■ Excerpted records
//! Request pipeline shared by the service clients
//!
//! Every call runs the same four stages, each returning `Result`:
//!
//! 1. [`Pipeline::authenticate`] - bearer token and service base address
//! 2. [`Pipeline::build`] - method, URL, headers and optional JSON body
//! 3. [`Pipeline::send`] - one cancellable HTTP exchange
//! 4. [`Pipeline::parse`] - status check against the expected set
//!
//! [`Pipeline::execute`] runs them in order; clients decode the payload with
//! [`HttpResponse::json`] or [`Pipeline::execute_json`].

use std::sync::Arc;

use nimbus_domain::{NimbusError, Result};
use reqwest::header::{HeaderMap, HeaderName, HeaderValue, ACCEPT, AUTHORIZATION};
use reqwest::{Method, RequestBuilder, StatusCode};
use serde::de::DeserializeOwned;
use serde::Serialize;
use serde_json::Value;
use tokio_util::sync::CancellationToken;
use url::Url;

use super::client::{HttpClient, HttpResponse};
use crate::context::ServiceContext;
use crate::errors::{status_error, InfraError};
use crate::identity::AccessTokenProvider;

/// One API call, relative to the service base address.
#[derive(Debug, Clone)]
pub struct ApiRequest {
    method: Method,
    path: String,
    query: Vec<(String, String)>,
    body: Option<Value>,
    expected: Vec<StatusCode>,
}

impl ApiRequest {
    pub fn new(method: Method, path: impl Into<String>) -> Self {
        Self {
            method,
            path: path.into(),
            query: Vec::new(),
            body: None,
            expected: Vec::new(),
        }
    }

    pub fn get(path: impl Into<String>) -> Self {
        Self::new(Method::GET, path)
    }

    pub fn post(path: impl Into<String>) -> Self {
        Self::new(Method::POST, path)
    }

    pub fn put(path: impl Into<String>) -> Self {
        Self::new(Method::PUT, path)
    }

    pub fn patch(path: impl Into<String>) -> Self {
        Self::new(Method::PATCH, path)
    }

    pub fn delete(path: impl Into<String>) -> Self {
        Self::new(Method::DELETE, path)
    }

    pub fn head(path: impl Into<String>) -> Self {
        Self::new(Method::HEAD, path)
    }

    #[must_use]
    pub fn query(mut self, key: impl Into<String>, value: impl ToString) -> Self {
        self.query.push((key.into(), value.to_string()));
        self
    }

    /// Add a query parameter only when `value` is present.
    #[must_use]
    pub fn query_opt<V: ToString>(self, key: impl Into<String>, value: Option<V>) -> Self {
        match value {
            Some(value) => self.query(key, value),
            None => self,
        }
    }

    /// Attach a JSON body.
    ///
    /// # Errors
    /// Returns `NimbusError::Internal` if `body` cannot be serialized.
    pub fn json<T: Serialize + ?Sized>(mut self, body: &T) -> Result<Self> {
        let value = serde_json::to_value(body)
            .map_err(|e| NimbusError::Internal(format!("failed to encode request body: {e}")))?;
        self.body = Some(value);
        Ok(self)
    }

    /// Statuses accepted by [`Pipeline::parse`]. Without this, any 2xx is
    /// accepted.
    #[must_use]
    pub fn expect_status(mut self, statuses: &[StatusCode]) -> Self {
        self.expected = statuses.to_vec();
        self
    }

    pub fn method(&self) -> &Method {
        &self.method
    }

    pub fn path(&self) -> &str {
        &self.path
    }

    fn accepts(&self, status: StatusCode) -> bool {
        if self.expected.is_empty() {
            status.is_success()
        } else {
            self.expected.contains(&status)
        }
    }
}

/// Output of the authenticate stage.
#[derive(Debug, Clone)]
pub struct Authenticated {
    pub token: String,
    pub base_address: Url,
}

/// The staged request pipeline for one service client.
#[derive(Clone)]
pub struct Pipeline {
    http: HttpClient,
    auth: Arc<dyn AccessTokenProvider>,
    context: Arc<ServiceContext>,
    headers: HeaderMap,
}

impl std::fmt::Debug for Pipeline {
    fn fmt(&self, f: &mut std::fmt::Formatter<'_>) -> std::fmt::Result {
        f.debug_struct("Pipeline")
            .field("service", &self.context.service_type())
            .field("headers", &self.headers)
            .finish_non_exhaustive()
    }
}

impl Pipeline {
    pub fn new(
        http: HttpClient,
        auth: Arc<dyn AccessTokenProvider>,
        context: Arc<ServiceContext>,
    ) -> Self {
        Self {
            http,
            auth,
            context,
            headers: HeaderMap::new(),
        }
    }

    /// Add a header sent with every request of this pipeline.
    ///
    /// # Errors
    /// Returns `NimbusError::Config` for an invalid header name or value.
    pub fn with_header(mut self, name: &str, value: &str) -> Result<Self> {
        let name = HeaderName::from_bytes(name.as_bytes())
            .map_err(|e| NimbusError::Config(format!("invalid header name {name:?}: {e}")))?;
        let value = HeaderValue::from_str(value)
            .map_err(|e| NimbusError::Config(format!("invalid header value {value:?}: {e}")))?;
        self.headers.insert(name, value);
        Ok(self)
    }

    pub fn context(&self) -> &ServiceContext {
        &self.context
    }

    /// Stage 1: obtain the bearer token and the service base address.
    ///
    /// # Errors
    /// `Auth`/`Authorization` from the identity provider, or `Cancelled`.
    pub async fn authenticate(&self, cancel: &CancellationToken) -> Result<Authenticated> {
        let token = self.auth.access_token(cancel).await?;
        let base_address = self.context.base_address(self.auth.as_ref(), cancel).await?;
        Ok(Authenticated {
            token,
            base_address,
        })
    }

    /// Stage 2: turn an [`ApiRequest`] into a ready-to-send request.
    ///
    /// # Errors
    /// Returns `NimbusError::Validation` if the path does not form a valid
    /// URL against the base address.
    pub fn build(&self, auth: &Authenticated, request: &ApiRequest) -> Result<RequestBuilder> {
        let mut url = resolve(&auth.base_address, &request.path)?;
        if !request.query.is_empty() {
            url.query_pairs_mut().extend_pairs(request.query.iter());
        }

        let mut builder = self
            .http
            .request(request.method.clone(), url)
            .headers(self.headers.clone())
            .header(AUTHORIZATION, format!("Bearer {}", auth.token))
            .header("X-Auth-Token", auth.token.as_str())
            .header(ACCEPT, "application/json");

        if let Some(body) = &request.body {
            builder = builder.json(body);
        }
        Ok(builder)
    }

    /// Stage 3: one exchange, aborted by `cancel`.
    ///
    /// # Errors
    /// `Transport` or `Cancelled`.
    pub async fn send(
        &self,
        builder: RequestBuilder,
        cancel: &CancellationToken,
    ) -> Result<HttpResponse> {
        self.http.send(builder, cancel).await
    }

    /// Stage 4: reject statuses the request does not expect.
    ///
    /// # Errors
    /// `Auth` for 401/403, `NotFound` for 404, otherwise `Http`.
    pub fn parse(request: &ApiRequest, response: HttpResponse) -> Result<HttpResponse> {
        if request.accepts(response.status) {
            Ok(response)
        } else {
            Err(status_error(response.status, &response.url, &response.text()))
        }
    }

    /// Run all four stages.
    ///
    /// A 401 from the service invalidates the provider's cached token before
    /// the `Auth` error is returned; the request itself is not repeated.
    ///
    /// # Errors
    /// The first stage error.
    pub async fn execute(
        &self,
        request: &ApiRequest,
        cancel: &CancellationToken,
    ) -> Result<HttpResponse> {
        let auth = self.authenticate(cancel).await?;
        let builder = self.build(&auth, request)?;
        let response = self.send(builder, cancel).await?;
        if response.status == StatusCode::UNAUTHORIZED {
            self.auth.invalidate();
        }
        Self::parse(request, response)
    }

    /// Run all stages and decode the JSON payload.
    ///
    /// # Errors
    /// The first stage error, or `Decode`.
    pub async fn execute_json<T: DeserializeOwned>(
        &self,
        request: &ApiRequest,
        cancel: &CancellationToken,
    ) -> Result<T> {
        self.execute(request, cancel).await?.json()
    }
}

/// Join a relative path (or server-provided absolute path) onto a base
/// address, keeping the base's own path prefix.
fn resolve(base: &Url, path: &str) -> Result<Url> {
    if path.starts_with("http://") || path.starts_with("https://") {
        return Url::parse(path).map_err(|e| InfraError::from(e).into());
    }

    let joined =
        format!("{}/{}", base.as_str().trim_end_matches('/'), path.trim_start_matches('/'));
    Url::parse(&joined)
        .map_err(|e| NimbusError::Validation(format!("invalid request path {path:?}: {e}")))
}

■ How to complete this task
Show the lines above that have the word "relative".

■ Output
/// One API call, relative to the service base address.
/// Join a relative path (or server-provided absolute path) onto a base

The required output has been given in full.